Campeonato Tocantinense
- Season: 2015
- Champions: Tocantinópolis
- Relegated: Tocantins Guaraí
- Série D: Tocantinópolis
- Copa Verde: Interporto
- Copa do Brasil: Tocantinópolis Interporto
- Matches played: 62
- Goals scored: 172 (2.77 per match)
- Biggest home win: Paraíso 5–1 Guaraí (11 April 2015)
- Biggest away win: Tocantins 1–4 Araguaína (7 April 2015)
- Highest scoring: Interporto 5–3 Tocantins (18 April 2015)

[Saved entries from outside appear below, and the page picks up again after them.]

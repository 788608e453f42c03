//! Priority-ordered command-line option dispatch.
//!
//! This crate turns a flat token sequence into at most one executed action
//! plus any number of environment options:
//!
//! - [`CliOption`]: the contract of one flag (a priority, a checker for its
//!   captured arguments and an executor run against a caller-owned context).
//! - [`OptionBlock`]: one flag paired with the tokens that followed it.
//! - [`Parser`]: the registry plus the parse → check → execute pipeline.
//! - [`dispatch`]: the driver that runs a cycle and prints diagnostics.
//!
//! Priorities drive execution. Blocks are stable-sorted by ascending
//! priority; zero-priority (environment) options run and the loop moves on,
//! while the first nonzero-priority option to run ends the cycle. When no
//! action appears, the default action runs with no arguments. An input with
//! nothing in it at all calls the blank-input handler instead.
//!
//! # Example
//!
//! ```
//! use optdispatch_core::*;
//!
//! #[derive(Default)]
//! struct Settings {
//!     target: String,
//!     log: Vec<String>,
//! }
//!
//! let mut parser = Parser::builder()
//!     .option(
//!         "-t",
//!         FnOption::new(0, |s: &mut Settings, args: &[String]| {
//!             s.target = args[0].clone();
//!             Ok(())
//!         })
//!         .with_check(|args| expect_exactly("-t", 1, args)),
//!     )
//!     .option(
//!         "-l",
//!         FnOption::new(1, |s: &mut Settings, _: &[String]| {
//!             s.log.push(format!("list {}", s.target));
//!             Ok(())
//!         }),
//!     )
//!     .default_action(FnOption::new(1, |s: &mut Settings, _: &[String]| {
//!         s.log.push(format!("convert to {}", s.target));
//!         Ok(())
//!     }))
//!     .on_blank(|s: &mut Settings| s.log.push("usage".into()))
//!     .build()
//!     .unwrap();
//!
//! let mut settings = Settings::default();
//! assert!(dispatch(&mut parser, &mut settings, ["-l", "-t", "utf-8"]).is_completed());
//! parser.clear();
//! assert!(dispatch(&mut parser, &mut settings, ["-t", "gbk"]).is_completed());
//! parser.clear();
//!
//! assert_eq!(settings.log, vec!["list utf-8", "convert to gbk"]);
//! ```

mod block;
mod driver;
mod error;
mod option;
mod parser;
mod validate;

pub use block::OptionBlock;
pub use driver::{Outcome, dispatch, dispatch_to, render_diagnostic};
pub use error::{DispatchError, ErrorKind, RegistryError, Result};
pub use option::{
    CliOption, FnOption, OptionKind, expect_at_least, expect_at_most, expect_exactly,
    expect_no_args,
};
pub use parser::{LEADING_KEY, OptionMap, Parser, ParserBuilder, ParserState};
pub use validate::validate_registry;
//! Text file encoding recoder built on [`optdispatch_core`].
//!
//! The recoder is an ordinary client of the dispatch engine. Environment
//! options (`-t`, `-r`, `-n`, ...) write into a [`RecodeContext`]; the list
//! (`-l`) and auto (`-a`) actions, or the default forced-source action,
//! read it and walk the selected files.
//!
//! ```no_run
//! use optdispatch_core::dispatch;
//! use optdispatch_recode::{RecodeContext, build_parser};
//!
//! let mut parser = build_parser().unwrap();
//! let mut ctx = RecodeContext::default();
//! dispatch(&mut parser, &mut ctx, ["docs", "-r", "-t", "utf-8", "-a", "gbk"]);
//! ```

mod actions;
mod config;
mod context;
mod detect;
mod encoding;
mod error;
mod files;
mod options;
mod rewrite;

pub use actions::{FileOutcome, auto, list, recode_file};
pub use config::RecodeConfig;
pub use context::{DEFAULT_DETECT_SIZE, RecodeContext, Tally, default_sources};
pub use detect::{EncodingDetector, SniffingDetector, detect_file};
pub use encoding::{Newline, TextEncoding, UTF8_SIG, describe_newlines};
pub use error::{RecodeError, Result};
pub use files::{FileFilter, collect_files, compile_pattern};
pub use options::{HELP, banner, build_parser};
pub use rewrite::atomic_write;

= 2015 Campeonato Tocantinense =

The 2015 Campeonato Tocantinense de Futebol was the 23rd edition of the Tocantins's top professional football league. The competition began on 7 March and ended on 7 June. Tocantinópolis won the championship for the 3rd time.

==First stage==

| Pos | Team | Pld | W | D | L | GF | GA | GD | Pts | Qualification or relegation |
| 1 | Tocantinópolis | 14 | 7 | 5 | 2 | 19 | 12 | +7 | 26 | Qualifies to the Final stage |
| 2 | Interporto | 14 | 6 | 5 | 3 | 25 | 23 | +2 | 23 |
| 3 | Palmas | 14 | 7 | 1 | 6 | 23 | 17 | +6 | 22 |
| 4 | Gurupi | 14 | 6 | 3 | 5 | 19 | 15 | +4 | 21 |
| 5 | Paraíso | 14 | 5 | 5 | 4 | 19 | 16 | +3 | 20 |  |
| 6 | Araguaína | 14 | 5 | 3 | 6 | 18 | 21 | −3 | 18 |
| 7 | Tocantins | 14 | 4 | 2 | 8 | 23 | 33 | −10 | 14 | Relegated |
| 8 | Guaraí | 14 | 3 | 2 | 9 | 20 | 29 | −9 | 11 |

==Finals==

30 May 2015
Interporto 0-0 Tocantinópolis

7 June 2015
Tocantinópolis 0-0 Interporto

Tocantinópolis won for having the best record in the league.